### AIM OF THE TASK
Pull every line holding the word "sleep" out of the data and copy it.

[SOURCE RECORDS Boundary: Start]

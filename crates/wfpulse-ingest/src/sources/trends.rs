//! Search-interest client.
//!
//! Talks to an interest-over-time gateway in batches of three keywords —
//! the upstream per-request ceiling — with a fresh session per batch and
//! mandatory pauses around each request to stay under the service's rate
//! limits. Records are scored inline: the series math is cheapest to finish
//! while the series is in hand.

use std::collections::{BTreeMap, HashMap};
use std::time::Duration;

use percent_encoding::{utf8_percent_encode, NON_ALPHANUMERIC};
use serde::Deserialize;

use wfpulse_core::{AppConfig, Country, GoogleMetrics, Metrics, Platform, RawRecord};

use crate::error::IngestError;
use crate::retry::retry_with_backoff;
use crate::scoring;
use crate::sources::USER_AGENT;

/// Upstream keyword ceiling per interest-over-time request.
const BATCH_SIZE: usize = 3;

/// Fixed trailing window requested from the gateway.
const TIMEFRAME: &str = "today 12-m";

/// Points of the series tail averaged into `interest_score`.
const INTEREST_WINDOW: usize = 14;

#[derive(Debug, Deserialize)]
struct InterestResponse {
    /// Keyword → interest values over the requested window, oldest first.
    #[serde(default)]
    series: HashMap<String, Vec<f64>>,
}

/// Client for the interest-over-time gateway.
///
/// Without a configured gateway URL the client is inert and
/// [`TrendsClient::fetch`] returns an empty list.
pub struct TrendsClient {
    gateway_url: Option<String>,
    proxy_http: Option<String>,
    proxy_https: Option<String>,
    retries: u32,
    backoff_base_ms: u64,
    pre_request_pause: Duration,
    batch_pause: Duration,
    timeout_secs: u64,
}

impl TrendsClient {
    #[must_use]
    pub fn from_config(config: &AppConfig) -> Self {
        Self {
            gateway_url: config.trends_api_url.clone(),
            proxy_http: config.trends_proxy_http.clone(),
            proxy_https: config.trends_proxy_https.clone(),
            retries: config.trends_retries,
            backoff_base_ms: config.trends_backoff_base_ms,
            pre_request_pause: Duration::from_millis(config.trends_pre_request_pause_ms),
            batch_pause: Duration::from_millis(config.trends_batch_pause_ms),
            timeout_secs: config.http_timeout_secs,
        }
    }

    /// Creates a client with explicit pauses, for tests that must not sleep.
    #[must_use]
    pub fn with_pauses(
        gateway_url: Option<String>,
        timeout_secs: u64,
        pre_request_pause: Duration,
        batch_pause: Duration,
    ) -> Self {
        Self {
            gateway_url,
            proxy_http: None,
            proxy_https: None,
            retries: 0,
            backoff_base_ms: 0,
            pre_request_pause,
            batch_pause,
            timeout_secs,
        }
    }

    /// Fetches interest series for `keywords` in `country` and emits one
    /// already-scored record per keyword the gateway returned data for.
    ///
    /// A failed batch is logged and skipped; later batches still run. The
    /// post-batch pause applies regardless of outcome.
    ///
    /// # Errors
    ///
    /// Only client-construction failures surface; per-batch request errors
    /// are absorbed.
    pub async fn fetch(
        &self,
        country: Country,
        keywords: &[String],
    ) -> Result<Vec<RawRecord>, IngestError> {
        let Some(gateway) = self.gateway_url.as_deref() else {
            tracing::info!("TRENDS_API_URL not set; skipping search-interest fetch");
            return Ok(Vec::new());
        };

        let mut records = Vec::new();
        for batch in keywords.chunks(BATCH_SIZE) {
            match self.fetch_batch(gateway, country, batch).await {
                Ok(batch_records) => {
                    tracing::debug!(
                        country = %country,
                        keywords = batch.len(),
                        records = batch_records.len(),
                        "processed search-interest batch"
                    );
                    records.extend(batch_records);
                }
                Err(e) => {
                    tracing::warn!(
                        country = %country,
                        keywords = ?batch,
                        error = %e,
                        "search-interest batch failed; continuing with next batch"
                    );
                }
            }

            // Mandatory inter-batch pause, success or not, to stay under
            // the upstream rate limit.
            tokio::time::sleep(self.batch_pause).await;
        }

        Ok(records)
    }

    async fn fetch_batch(
        &self,
        gateway: &str,
        country: Country,
        keywords: &[String],
    ) -> Result<Vec<RawRecord>, IngestError> {
        // Fresh session per batch; reusing one across batches trips the
        // upstream's session heuristics.
        let client = self.build_client()?;
        let url = format!("{}/interest-over-time", gateway.trim_end_matches('/'));

        tokio::time::sleep(self.pre_request_pause).await;

        let response: InterestResponse =
            retry_with_backoff(self.retries, self.backoff_base_ms, || {
                let client = client.clone();
                let url = url.clone();
                let joined = keywords.join(",");
                async move {
                    let response = client
                        .get(&url)
                        .query(&[
                            ("keywords", joined.as_str()),
                            ("geo", country.code()),
                            ("timeframe", TIMEFRAME),
                        ])
                        .send()
                        .await?;
                    let status = response.status();
                    if !status.is_success() {
                        return Err(IngestError::UnexpectedStatus { url, status });
                    }
                    let body = response.text().await?;
                    serde_json::from_str(&body).map_err(|e| IngestError::Deserialize {
                        context: "interest-over-time".to_owned(),
                        source: e,
                    })
                }
            })
            .await?;

        let mut records = Vec::new();
        for keyword in keywords {
            let Some(values) = response.series.get(keyword) else {
                tracing::debug!(keyword, "gateway returned no series for keyword");
                continue;
            };
            records.push(to_record(keyword, values, country));
        }
        Ok(records)
    }

    fn build_client(&self) -> Result<reqwest::Client, IngestError> {
        let mut builder = reqwest::Client::builder()
            .timeout(Duration::from_secs(self.timeout_secs))
            .connect_timeout(Duration::from_secs(10))
            .user_agent(USER_AGENT);

        if let Some(proxy) = &self.proxy_http {
            builder = builder.proxy(reqwest::Proxy::http(proxy)?);
        }
        if let Some(proxy) = &self.proxy_https {
            builder = builder.proxy(reqwest::Proxy::https(proxy)?);
        }

        Ok(builder.build()?)
    }
}

fn mean(values: &[f64]) -> f64 {
    if values.is_empty() {
        return 0.0;
    }
    #[allow(clippy::cast_precision_loss)]
    let denom = values.len() as f64;
    values.iter().sum::<f64>() / denom
}

fn round2(x: f64) -> f64 {
    (x * 100.0).round() / 100.0
}

fn round4(x: f64) -> f64 {
    (x * 10_000.0).round() / 10_000.0
}

/// Mean of the trailing [`INTEREST_WINDOW`] points, clamped to the series
/// length.
fn interest_score(values: &[f64]) -> f64 {
    let window = values.len().min(INTEREST_WINDOW);
    round2(mean(&values[values.len() - window..]))
}

/// Fractional change between the mean of the last 30 points and the mean of
/// the 30 points before them. Series shorter than 60 points carry no trend.
fn trend_30d_change(values: &[f64]) -> f64 {
    if values.len() < 60 {
        return 0.0;
    }
    let last30 = mean(&values[values.len() - 30..]);
    let prev30 = mean(&values[values.len() - 60..values.len() - 30]);
    if prev30 == 0.0 {
        return 0.0;
    }
    round4((last30 - prev30) / prev30)
}

fn explore_url(keyword: &str, country: Country) -> String {
    let date = utf8_percent_encode(TIMEFRAME, NON_ALPHANUMERIC);
    let q = utf8_percent_encode(keyword, NON_ALPHANUMERIC);
    format!(
        "https://trends.google.com/trends/explore?date={date}&q={q}&geo={}",
        country.code()
    )
}

fn to_record(keyword: &str, values: &[f64], country: Country) -> RawRecord {
    let mut metrics = Metrics::Google(GoogleMetrics {
        interest_score: interest_score(values),
        trend_30d_change: trend_30d_change(values),
        monthly_search_volume: None,
    });
    let score = scoring::compute_popularity(&mut metrics);

    let mut source_metadata = BTreeMap::new();
    source_metadata.insert(
        "keyword".to_owned(),
        serde_json::Value::String(keyword.to_owned()),
    );
    source_metadata.insert(
        "timeframe".to_owned(),
        serde_json::Value::String(TIMEFRAME.to_owned()),
    );

    RawRecord {
        workflow: keyword.to_owned(),
        platform: Platform::Google,
        metrics,
        country,
        score: Some(score),
        source_url: Some(explore_url(keyword, country)),
        source_metadata,
    }
}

[SOURCE RECORDS Boundary: End]

### OUTPUT FOR THIS TASK
    /// Creates a client with explicit pauses, for tests that must not sleep.
            tokio::time::sleep(self.batch_pause).await;
        tokio::time::sleep(self.pre_request_pause).await;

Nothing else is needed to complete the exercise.